Overcoming AWS Chatbots Limitations

Published November 13, 2022

AWS Chatbot is a great service, which makes it a lot easier (than it was before with webhooks and stuff) to send notifications from your AWS environment to a Slack channel (it also supports Amazon Chime).

Through CloudWatch Alarms and EventBridge Event Rules you can make yourself a pretty great alerting infrastructure, with alerts configured to send a message to your Slack channel whenever there is a GuardDuty finding for example.

GuardDuty Finding

There is just one teeny-tiny limitation to all this, you can not customize the messages that get sent from the service and kudos to Amazon this is explicitly mentioned in the FAQ:

Chatbot FAQ

Since the messages are sent to an SNS Topic first and then AWS Chatbot takes the payloads from the Topic, you might be wondering if there is a way to spoof these messages and format them to your liking, the answer is yes, but with limitations.

Examples of event formats for most services can be found here, but you can also dig into a specific services documentation to find more thorough examples.
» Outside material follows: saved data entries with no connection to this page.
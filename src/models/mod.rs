//! # Catalog Models
//!
//! Pure data models for the catalog screen, with the sort and filter helpers
//! that both the repository and the view model apply to them.

pub mod item;
pub mod screen_state;
pub mod sort_option;

pub use item::{matches_query, sort_display_items, sort_remote_items, DisplayItem, RemoteItem};
pub use screen_state::{ScreenState, FIRST_PAGE};
pub use sort_option::SortOption;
The following format is what worked in our case (you can take this as is and then modify the detail-type field to your liking):

                "version": "0",
                "id": "bd32e686-148j-6971-ku24-0e2416655gh4l2",
                "detail-type": "<!here> The answer is 42 🚀",
                "source": "aws.ecs",
                "account": "123456789012",
                "time": "2022-11-10T01:54:34Z",
                "region": "eu-central-1",
                "resources": [],
                "detail": {}

Tom Stroobants has a great article on this same topic, but I guess Amazon might have found out about his workaround and patched a few things.

(One thing that is not mentioned in Toms article is that you can use Slacks way of formatting text with mentions, links to channels and etc.)

The current state of this workaround is that only the detail-type field can be used to deliver your customized messages, unlike in Toms article where he also uses the region field. Now if you try modify the region field to anything other than a valid region name, Chatbot fails to pick up and forward the message to your channel.

The only difference between sources is that some of them use a different icon in the “header” part of the message, but that might also take some time to get right.

One great use case we found for this is to send a spoofed message with the AWS SDK to the SNS Topic whenever something goes wrong in our applications, but hopefully everyone can find their use for it.